Verantwortung im Verein
In der Laufgruppe seines Vereins LG Nord Berlin trägt Carsten Schlangen inzwischen viel Verantwortung. Nachdem zahlreiche Leistungsträger ihre aktive Laufbahn beendet haben, ist er der erfolgreichste und erfahrenste Athlet des Teams, das bereits unter dem Namen „Hauptstadtläufer“ für Schlagzeilen sorgte und erfolgreich Titel sammelte. Mit Moritz Höft, Jonas Stifel, Franek Haschke und Co. waren die Berliner bei Meisterschaften über allen Mittel- und Langdistanzen gefürchtet. In einem eigenen Blog berichteten sie regelmäßig über ihre Aktivitäten auf und außerhalb der Laufbahn. Momentan fehlt aber etwas die Zeit dafür – auch für den derzeit erfolgreichsten deutschen Mittelstreckler.

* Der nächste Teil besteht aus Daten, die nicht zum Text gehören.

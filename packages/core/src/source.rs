//! Media sources and import validation
//!
//! Everything here runs before a source reaches the editor session: URLs
//! and files that fail these checks are reported to the user and never
//! touch the timeline.

use crate::error::{ShortsError, ShortsResult};
use regex::Regex;
use serde::{Deserialize, Serialize};
use std::sync::OnceLock;

/// File extensions accepted for upload
pub const SUPPORTED_EXTENSIONS: &[&str] = &["mp4", "mov", "webm", "avi", "mkv"];

/// Where the media being edited came from
#[derive(Debug, Clone, PartialEq, Eq, Serialize, Deserialize)]
#[serde(tag = "type", rename_all = "lowercase")]
pub enum MediaSource {
    /// A local file picked by the user
    Upload { file_name: String },
    /// A YouTube video, identified by its video id
    YouTube { video_id: String },
}

impl MediaSource {
    pub fn upload(file_name: impl Into<String>) -> Self {
        MediaSource::Upload {
            file_name: file_name.into(),
        }
    }

    /// Build a YouTube source from a user-supplied URL
    pub fn from_youtube_url(url: &str) -> ShortsResult<Self> {
        parse_youtube_url(url)
            .map(|video_id| MediaSource::YouTube { video_id })
            .ok_or_else(|| ShortsError::invalid_input(format!("Not a valid YouTube URL: {}", url)))
    }

    pub fn source_type(&self) -> SourceType {
        match self {
            MediaSource::Upload { .. } => SourceType::Upload,
            MediaSource::YouTube { .. } => SourceType::YouTube,
        }
    }

    /// Human-readable label for the source
    pub fn label(&self) -> &str {
        match self {
            MediaSource::Upload { file_name } => file_name,
            MediaSource::YouTube { video_id } => video_id,
        }
    }
}

#[derive(Debug, Clone, Copy, PartialEq, Eq, Hash, Serialize, Deserialize)]
#[serde(rename_all = "lowercase")]
pub enum SourceType {
    Upload,
    YouTube,
}

fn youtube_patterns() -> &'static [Regex] {
    static PATTERNS: OnceLock<Vec<Regex>> = OnceLock::new();
    PATTERNS.get_or_init(|| {
        [
            r"(?:youtube\.com/watch\?v=|youtu\.be/|youtube\.com/embed/)([^&\s]+)",
            r"youtube\.com/shorts/([^&\s]+)",
        ]
        .iter()
        .map(|p| Regex::new(p).expect("static YouTube pattern"))
        .collect()
    })
}

/// Extract the video id from a YouTube watch, short-link, embed or Shorts URL
pub fn parse_youtube_url(url: &str) -> Option<String> {
    youtube_patterns()
        .iter()
        .find_map(|re| re.captures(url))
        .and_then(|caps| caps.get(1))
        .map(|m| m.as_str().to_string())
}

/// Check the file extension against [`SUPPORTED_EXTENSIONS`] (case-insensitive)
pub fn is_supported_video_format(file_name: &str) -> bool {
    std::path::Path::new(file_name)
        .extension()
        .and_then(|ext| ext.to_str())
        .map(|ext| {
            let ext = ext.to_ascii_lowercase();
            SUPPORTED_EXTENSIONS.contains(&ext.as_str())
        })
        .unwrap_or(false)
}

/// Limits applied to imported media
#[derive(Debug, Clone, PartialEq, Serialize, Deserialize)]
pub struct MediaConstraints {
    pub min_duration_secs: f64,
    pub max_duration_secs: f64,
    pub max_file_size_bytes: u64,
}

impl Default for MediaConstraints {
    fn default() -> Self {
        Self {
            min_duration_secs: 5.0,
            max_duration_secs: 60.0,
            max_file_size_bytes: 500 * 1024 * 1024,
        }
    }
}

impl MediaConstraints {
    /// Validate an uploaded file by name and size
    pub fn validate_upload(&self, file_name: &str, size_bytes: u64) -> ShortsResult<()> {
        if !is_supported_video_format(file_name) {
            return Err(ShortsError::invalid_input(format!(
                "Unsupported video format: {}",
                file_name
            )));
        }
        if size_bytes > self.max_file_size_bytes {
            return Err(ShortsError::invalid_input(format!(
                "File is too large: {} (limit {})",
                crate::format::format_file_size(size_bytes),
                crate::format::format_file_size(self.max_file_size_bytes)
            )));
        }
        Ok(())
    }

    /// Validate the length of a clip about to be exported
    pub fn validate_duration(&self, seconds: f64) -> ShortsResult<()> {
        if seconds < self.min_duration_secs {
            return Err(ShortsError::invalid_input(format!(
                "Clip is too short: {:.1}s (minimum {:.0}s)",
                seconds, self.min_duration_secs
            )));
        }
        if seconds > self.max_duration_secs {
            return Err(ShortsError::invalid_input(format!(
                "Clip is too long: {:.1}s (maximum {:.0}s)",
                seconds, self.max_duration_secs
            )));
        }
        Ok(())
    }
}
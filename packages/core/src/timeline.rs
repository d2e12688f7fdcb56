//! Timeline context for the loaded media
//!
//! Holds the media duration, the playhead and the cut-point store. The
//! duration is set once, when media metadata becomes available; loading a
//! new source replaces the whole timeline.

use crate::cut_points::{CutPoint, CutPointStore};
use crate::error::{ShortsError, ShortsResult};
use tracing::{debug, warn};

#[derive(Debug, Default)]
pub struct Timeline {
    duration: Option<f64>,
    current_time: f64,
    is_playing: bool,
    cut_points: CutPointStore,
}

impl Timeline {
    pub fn new() -> Self {
        Self::default()
    }

    /// Record the media duration. Fails if it was already set.
    pub fn set_duration(&mut self, duration: f64) -> ShortsResult<()> {
        if let Some(existing) = self.duration {
            return Err(ShortsError::timeline(format!(
                "Duration already set to {:.3}s",
                existing
            )));
        }
        if !duration.is_finite() || duration < 0.0 {
            return Err(ShortsError::timeline(format!(
                "Invalid media duration: {}",
                duration
            )));
        }

        debug!("Timeline duration set to {:.3}s", duration);
        self.duration = Some(duration);
        self.current_time = self.current_time.min(duration);
        Ok(())
    }

    /// Media duration in seconds, 0 until metadata is known
    pub fn duration(&self) -> f64 {
        self.duration.unwrap_or(0.0)
    }

    pub fn has_duration(&self) -> bool {
        self.duration.is_some()
    }

    pub fn current_time(&self) -> f64 {
        self.current_time
    }

    /// Move the playhead, clamped to `[0, duration]`. Returns the new position.
    pub fn seek(&mut self, time: f64) -> f64 {
        let clamped = if time.is_nan() {
            warn!("Ignoring NaN seek target");
            self.current_time
        } else {
            time.clamp(0.0, self.duration())
        };
        self.current_time = clamped;
        clamped
    }

    pub fn is_playing(&self) -> bool {
        self.is_playing
    }

    pub fn set_playing(&mut self, playing: bool) {
        self.is_playing = playing;
    }

    pub fn cut_points(&self) -> &CutPointStore {
        &self.cut_points
    }

    pub fn cut_points_mut(&mut self) -> &mut CutPointStore {
        &mut self.cut_points
    }

    /// Position of `time` as a percentage of the duration (0 when unknown)
    pub fn position_percent(&self, time: f64) -> f64 {
        let duration = self.duration();
        if duration > 0.0 {
            time / duration * 100.0
        } else {
            0.0
        }
    }

    /// Add a cut of `seconds` centered on the playhead, clamped to the media.
    ///
    /// Returns `None` when the clamped range is empty.
    pub fn quick_cut(&mut self, seconds: f64) -> Option<CutPoint> {
        let start = (self.current_time - seconds / 2.0).max(0.0);
        let end = (self.current_time + seconds / 2.0).min(self.duration());
        if start < end {
            Some(self.cut_points.add_cut_point(start, end))
        } else {
            None
        }
    }
}

/// Two-step range selection driven by the playhead
#[derive(Debug, Clone, Copy, Default, PartialEq)]
pub struct RangeSelection {
    start: f64,
    end: f64,
    active: bool,
}

impl RangeSelection {
    pub fn new() -> Self {
        Self::default()
    }

    /// Set the range start at the playhead and begin selecting
    pub fn mark_start(&mut self, timeline: &Timeline) {
        self.start = timeline.current_time();
        self.active = true;
    }

    /// Set the range end at the playhead if it lies after the start
    pub fn mark_end(&mut self, timeline: &Timeline) -> bool {
        if !self.active {
            return false;
        }
        let now = timeline.current_time();
        if now > self.start {
            self.end = now;
            true
        } else {
            false
        }
    }

    pub fn start(&self) -> f64 {
        self.start
    }

    pub fn end(&self) -> f64 {
        self.end
    }

    pub fn is_active(&self) -> bool {
        self.active
    }

    pub fn can_commit(&self, timeline: &Timeline) -> bool {
        self.start < self.end && self.end <= timeline.duration()
    }

    /// Add the selected range as a cut point and reset the selection
    pub fn commit(&mut self, timeline: &mut Timeline) -> Option<CutPoint> {
        if !self.can_commit(timeline) {
            return None;
        }
        let cut_point = timeline.cut_points_mut().add_cut_point(self.start, self.end);
        *self = Self::default();
        Some(cut_point)
    }

    pub fn reset(&mut self) {
        *self = Self::default();
    }
}

#[cfg(test)]
mod tests {
    use super::*;

    fn timeline(duration: f64) -> Timeline {
        let mut timeline = Timeline::new();
        timeline.set_duration(duration).unwrap();
        timeline
    }

    #[test]
    fn test_duration_set_once() {
        let mut timeline = Timeline::new();
        assert_eq!(timeline.duration(), 0.0);
        assert!(!timeline.has_duration());

        timeline.set_duration(42.0).unwrap();
        assert_eq!(timeline.duration(), 42.0);

        let err = timeline.set_duration(10.0).unwrap_err();
        assert!(err.to_string().contains("already set"));
        assert_eq!(timeline.duration(), 42.0);
    }

    #[test]
    fn test_invalid_duration_rejected() {
        let mut timeline = Timeline::new();
        assert!(timeline.set_duration(-1.0).is_err());
        assert!(timeline.set_duration(f64::NAN).is_err());
        assert!(!timeline.has_duration());
    }

    #[test]
    fn test_seek_clamps() {
        let mut timeline = timeline(30.0);
        assert_eq!(timeline.seek(12.5), 12.5);
        assert_eq!(timeline.seek(-3.0), 0.0);
        assert_eq!(timeline.seek(99.0), 30.0);
        assert_eq!(timeline.seek(f64::NAN), 30.0);
    }

    #[test]
    fn test_position_percent() {
        let timeline = timeline(40.0);
        assert_eq!(timeline.position_percent(10.0), 25.0);
        assert_eq!(Timeline::new().position_percent(10.0), 0.0);
    }

    #[test]
    fn test_quick_cut_centered_and_clamped() {
        let mut timeline = timeline(10.0);
        timeline.seek(5.0);
        let cp = timeline.quick_cut(3.0).unwrap();
        assert_eq!((cp.start_time, cp.end_time), (3.5, 6.5));

        timeline.seek(0.5);
        let cp = timeline.quick_cut(5.0).unwrap();
        assert_eq!((cp.start_time, cp.end_time), (0.0, 3.0));

        timeline.seek(9.8);
        let cp = timeline.quick_cut(1.0).unwrap();
        assert_eq!(cp.end_time, 10.0);

        assert_eq!(timeline.cut_points().len(), 3);
    }

    #[test]
    fn test_quick_cut_without_duration_adds_nothing() {
        let mut timeline = Timeline::new();
        assert!(timeline.quick_cut(3.0).is_none());
        assert!(timeline.cut_points().is_empty());
    }

    #[test]
    fn test_range_selection_flow() {
        let mut timeline = timeline(60.0);
        let mut selection = RangeSelection::new();

        // End cannot be marked before start
        timeline.seek(20.0);
        assert!(!selection.mark_end(&timeline));

        selection.mark_start(&timeline);
        assert!(selection.is_active());

        timeline.seek(15.0);
        assert!(!selection.mark_end(&timeline));
        assert!(selection.commit(&mut timeline).is_none());

        timeline.seek(25.0);
        assert!(selection.mark_end(&timeline));

        let cp = selection.commit(&mut timeline).unwrap();
        assert_eq!((cp.start_time, cp.end_time), (20.0, 25.0));
        assert!(!selection.is_active());
        assert_eq!(timeline.cut_points().len(), 1);
    }
}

Berlin ist für den gebürtigen Emsländer Carsten Schlangen nach zehn Jahren zu einer zweiten Heimat geworden. Privat hat er sein Glück bei der Heim-WM gefunden. Seine Freundin hat damals für die Konrad-Adenauer-Stiftung an einem Blog zur Weltmeisterschaft mitgearbeitet. Bei gemeinsamen Radtouren durch Berlin oder gemütlichen Abenden in einem Restaurant, wie zum Beispiel zum Auftakt der Frauen-Fußball-WM, versucht Carsten Schlangen auszuspannen.
Kleine Missgeschicke
3:35,00 Minuten gilt es dann für einen Augenblick zu vergessen, das ist die A-Norm, die Carsten Schlangen laufen muss, um den Sprung nach Südkorea sicher zu meistern. Eine Zeit, die er auf jeden Fall laufen kann, wie er in der Vergangenheit schon bewiesen hat. Aber neben dem Können ist das auch immer „Glückssache“, wie er einräumt. Neben der guten Tagesform muss der Lauf natürlich passen. Bei seinen bisherigen Versuchen war das noch nicht der Fall. Auch „kleine Missgeschicke“ sind da natürlich hinderlich. Bei seinem Saisoneinstieg im niederländischen Hengelo hatte er sich im Vorfeld den Fuß umgeknickt. „Kein ganz großes Problem“, wie er betont, aber natürlich störend für einen wichtigen Lauf. Am Ende blieb für ihn die Uhr bei 3:41,53 Minuten stehen. Zu langsam war das Rennen in Dessau, in der marokkanischen Hauptstadt Rabat konnte er 3:36,14 Minuten verbuchen, seine bisherige Saisonbestleistung und die erstmalige Erfüllung der zweimal geforderten B-Norm, die ihm auch das Tor öffnen könnte. Nun soll es wie im letzten Jahr in Frankreich klappen. Dort konnte er nach einem unglücklichen Rennverlauf bei der DAK Leichtathletik-Gala in Bochum-Wattenscheid in Metz als Sieger in 3:36,67 Minuten die EM-Norm von 3:37:00 Minuten erfüllen. Diesmal soll die jährliche Normjagd beim Diamond League-Meeting in der französischen Hauptstadt Paris an diesem Freitag eine Ende finden. Hoffentlich ein ähnlich erfolgreiches wie für Bill Murray. Der findet im Film, wie es sich für Hollywood gehört, am Ende sein großes Glück.